Hospitals are feeling pressure to change.

Three of the state’s biggest health care purchasers have banded together to promote care that’s safer and more cost-effective. The California Public Employees’ Retirement System (CalPERS), the Covered California insurance exchange and the state’s Medicaid program, known as Medi-Cal—which collectively serve more than 15 million patients—are leading the initiative, dubbed Smart Care California.

That dovetails with the Choosing Wisely campaign, a national effort launched in 2012 by the American Board of Internal Medicine (ABIM) Foundation. The group asked medical societies to identify at least five common tests or procedures that often provide little benefit.

The ABIM campaign, also backed by Consumer Reports, encourages medical providers to hand out wallet-size cards to patients with questions they should ask to determine whether they truly need a procedure.

Daniel Wolfson, chief operating officer at the ABIM Foundation, said the Choosing Wisely campaign has been successful at starting a national conversation about unwarranted care.

“I think we need massive change and that takes 15 years,” Wolfson said.

In California, at least, frustration hovers.

“The changes that need to be made don’t appear unrealistic, yet they seem to take an awful lot of time,” said Dr. Jeff Rideout, chief executive of the Integrated Healthcare Association, an Oakland nonprofit group that promotes quality improvement. “We’ve been patient for too long.”

Progress may be slow, but there have been some encouraging signs. In San Diego, for instance, the Sharp Rees-Stealy Medical Group said it cut unnecessary lab tests by more than 10 percent by educating both doctors and patients about overuse. A large public hospital, Los Angeles County-University of Southern California Medical Center, eliminated preoperative testing deemed superfluous before routine cataract surgery; as a result, patients on average received the surgery six months sooner.

Enloe, which has integrated Choosing Wisely into its quality improvement initiative process, also has reduced testing.

Since the start of 2016, the hospital has performed 21 percent fewer CT scans of the cervical spine and 56 percent fewer CT scans of the lumbar spine—the latter especially significant since each lumbar CT exposes the patient to radiation equal to 66 X-rays. Enloe also has decreased the amount of inpatient lab tests by 40 percent over that period.

“It’s an example of what we can do when we get together and agree on a protocol—and physicians lead that,” Wiltermood said. “Nobody has to feel like they’re shortchanging their patients; they’re providing the care that’s reasonable and safe, and they’re being responsible with respect to the resources.”

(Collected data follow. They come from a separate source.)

//! Startup orchestration.
//!
//! # Responsibilities
//! - Read and validate configuration
//! - Select the transport for this process
//! - Run it until shutdown
//!
//! # Design Decisions
//! - Fail fast: any startup error is fatal and nothing is served
//! - The signal watcher starts before the transport so no signal is missed

use std::sync::Arc;

use thiserror::Error;
use tokio::net::TcpListener;

use crate::config::{config_from_env, validate_config, BridgeConfig, ConfigError, Mode, ValidationError};
use crate::http::{Handler, HttpServer};
use crate::lambda::{self, RuntimeClient, RuntimeError};
use crate::lifecycle::signals::spawn_signal_watcher;
use crate::lifecycle::Shutdown;
use crate::observability::DiagnosticLog;
use crate::proxy::ProxyHandler;

/// Errors that stop the process from serving.
#[derive(Debug, Error)]
pub enum StartError {
    #[error("could not start handler : {0}")]
    Config(#[from] ConfigError),

    #[error("failed to bind {address} : {source}")]
    Bind {
        address: String,
        #[source]
        source: std::io::Error,
    },

    #[error("failed to start http server : {0}")]
    Serve(#[source] std::io::Error),

    #[error("lambda runtime failed : {0}")]
    Runtime(#[from] RuntimeError),
}

/// Serve `handler` in whichever mode the environment selects.
///
/// `CONNECT_SERVER_MODE` is `lambda` or `http` (the default). HTTP mode
/// also needs `CONNECT_SERVER_ADDR`, the address to listen on; Lambda mode
/// needs `AWS_LAMBDA_RUNTIME_API`, which the platform always sets.
pub async fn start(handler: Arc<dyn Handler>, log: DiagnosticLog) -> Result<(), StartError> {
    let config = config_from_env()?;
    let shutdown = Shutdown::new();
    spawn_signal_watcher(shutdown.clone());
    run(config, handler, log, &shutdown).await
}

/// Serve `handler` with an already loaded configuration.
pub async fn run(
    config: BridgeConfig,
    handler: Arc<dyn Handler>,
    log: DiagnosticLog,
    shutdown: &Shutdown,
) -> Result<(), StartError> {
    validate_config(&config).map_err(ConfigError::Validation)?;

    match config.mode {
        Mode::Http => {
            let Some(address) = config.http.bind_address.clone() else {
                return Err(ConfigError::Validation(vec![ValidationError::MissingBindAddress]).into());
            };
            let listener = TcpListener::bind(&address)
                .await
                .map_err(|source| StartError::Bind {
                    address: address.clone(),
                    source,
                })?;

            let server = HttpServer::new(config.http, handler, log);
            server
                .run(listener, shutdown.subscribe())
                .await
                .map_err(StartError::Serve)
        }
        Mode::Lambda => {
            let runtime_api = config.lambda.runtime_api.unwrap_or_default();
            tracing::info!(runtime_api = %runtime_api, "Registering as proxy-invocation handler");

            let client = RuntimeClient::new(&runtime_api);
            let handler = ProxyHandler::new(handler, log);
            lambda::run(client, handler, shutdown.subscribe()).await?;
            Ok(())
        }
    }
}
//! HTTP mode: serve the wrapped handler on a real socket.
//!
//! # Responsibilities
//! - Create the axum router that sends every request to the handler
//! - Serve HTTP/1.1 and cleartext HTTP/2 (prior knowledge) on one listener
//! - Wire up middleware (tracing, timeout, body limit, request ID)
//! - Run the synchronous handler off the async workers

use std::sync::Arc;
use std::time::Duration;

use axum::{
    body::Body,
    extract::State,
    http::{Request, StatusCode},
    response::{IntoResponse, Response},
    Router,
};
use tokio::net::TcpListener;
use tokio::sync::broadcast;
use tower_http::{limit::RequestBodyLimitLayer, timeout::TimeoutLayer, trace::TraceLayer};

use crate::config::HttpConfig;
use crate::http::request::{
    propagate_request_id_layer, set_request_id_layer, InvocationContext, X_REQUEST_ID,
};
use crate::http::response::LiveResponse;
use crate::http::Handler;
use crate::observability::DiagnosticLog;

/// Application state injected into the fallback route.
#[derive(Clone)]
pub struct AppState {
    pub handler: Arc<dyn Handler>,
    pub log: DiagnosticLog,
    pub max_body_bytes: usize,
}

/// HTTP server for socket mode.
pub struct HttpServer {
    router: Router,
    config: HttpConfig,
}

impl HttpServer {
    /// Create a server that hands every request to `handler`.
    pub fn new(config: HttpConfig, handler: Arc<dyn Handler>, log: DiagnosticLog) -> Self {
        let state = AppState {
            handler,
            log,
            max_body_bytes: config.max_body_bytes,
        };
        let router = Self::build_router(&config, state);
        Self { router, config }
    }

    /// Build the axum router with all middleware layers.
    #[allow(deprecated)]
    fn build_router(config: &HttpConfig, state: AppState) -> Router {
        Router::new()
            .fallback(serve_handler)
            .with_state(state)
            .layer(RequestBodyLimitLayer::new(config.max_body_bytes))
            .layer(TimeoutLayer::new(Duration::from_secs(config.request_timeout_secs)))
            .layer(propagate_request_id_layer())
            .layer(TraceLayer::new_for_http())
            .layer(set_request_id_layer())
    }

    /// The router, for driving the server without a socket.
    pub fn router(&self) -> Router {
        self.router.clone()
    }

    /// Get a reference to the config.
    pub fn config(&self) -> &HttpConfig {
        &self.config
    }

    /// Accept connections on `listener` until `shutdown` fires.
    pub async fn run(
        self,
        listener: TcpListener,
        mut shutdown: broadcast::Receiver<()>,
    ) -> Result<(), std::io::Error> {
        let addr = listener.local_addr()?;
        tracing::info!(
            address = %addr,
            max_body_bytes = self.config.max_body_bytes,
            request_timeout_secs = self.config.request_timeout_secs,
            "HTTP server starting"
        );

        axum::serve(listener, self.router)
            .with_graceful_shutdown(async move {
                let _ = shutdown.recv().await;
            })
            .await?;

        tracing::info!("HTTP server stopped");
        Ok(())
    }
}

/// Collect the body, run the handler, and send back what it wrote.
async fn serve_handler(State(state): State<AppState>, request: Request<Body>) -> Response {
    let (mut parts, body) = request.into_parts();

    let bytes = match axum::body::to_bytes(body, state.max_body_bytes).await {
        Ok(bytes) => bytes,
        Err(e) => {
            tracing::warn!(error = %e, path = %parts.uri.path(), "Failed to read request body");
            return (StatusCode::PAYLOAD_TOO_LARGE, "request body too large").into_response();
        }
    };

    let request_id = parts
        .headers
        .get(X_REQUEST_ID)
        .and_then(|v| v.to_str().ok())
        .map(str::to_string);
    parts.extensions.insert(InvocationContext {
        request_id,
        ..Default::default()
    });
    let req = Request::from_parts(parts, bytes);

    let handler = state.handler.clone();
    let served = tokio::task::spawn_blocking(move || {
        let mut resp = LiveResponse::new();
        handler.serve_http(req, &mut resp);
        resp
    })
    .await;

    match served {
        Ok(resp) => {
            if let Some(kind) = resp.fault() {
                (state.log)(&format!("HTTP handler response could not be buffered: {kind}"));
            }
            resp.into_response()
        }
        Err(e) => {
            (state.log)(&format!("HTTP handler failed: {e}"));
            (StatusCode::INTERNAL_SERVER_ERROR, "internal server error").into_response()
        }
    }
}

Sutter has incorporated more than 130 Choosing Wisely recommendations as part of a broader effort to reduce variation in care. In all, Sutter said, it has saved about $66 million since 2011.

That’s a significant sum. However, during the same period, Sutter reported $2.7 billion in profits. Last year alone, it posted an operating profit of $554 million on revenue of nearly $12 billion.

Giusto said her team of employees tasked with changing physician behavior and eliminating these variations is separate from administrators who are focused on maximizing reimbursement. She said there can be conflicting forces within a hospital.

“We get real excited about a project with [emergency department] doctors on reducing CT scans for abdominal pain,” said Giusto, director of Sutter’s office of patient experience. “Then I can hear the administration say that was a fee-for-service patient; I just lost money, right?”

Enloe, like the other hospitals in Butte County, predominantly treats patients on public insurance. That is a different payment model entirely. Medicare, for instance, pays a flat fee for a patient’s hospitalization, Wiltermood explained, which gives hospitals a disincentive to provide more services. Plus, laws prevent doctors from receiving pay linked to ordering tests, prescribing drugs, etc.

“Regardless of the payer mix, hospitals and physicians have every incentive to just do the right thing for their patients,” Wiltermood said. “Maybe we’ve got some habits that have to be rethought.”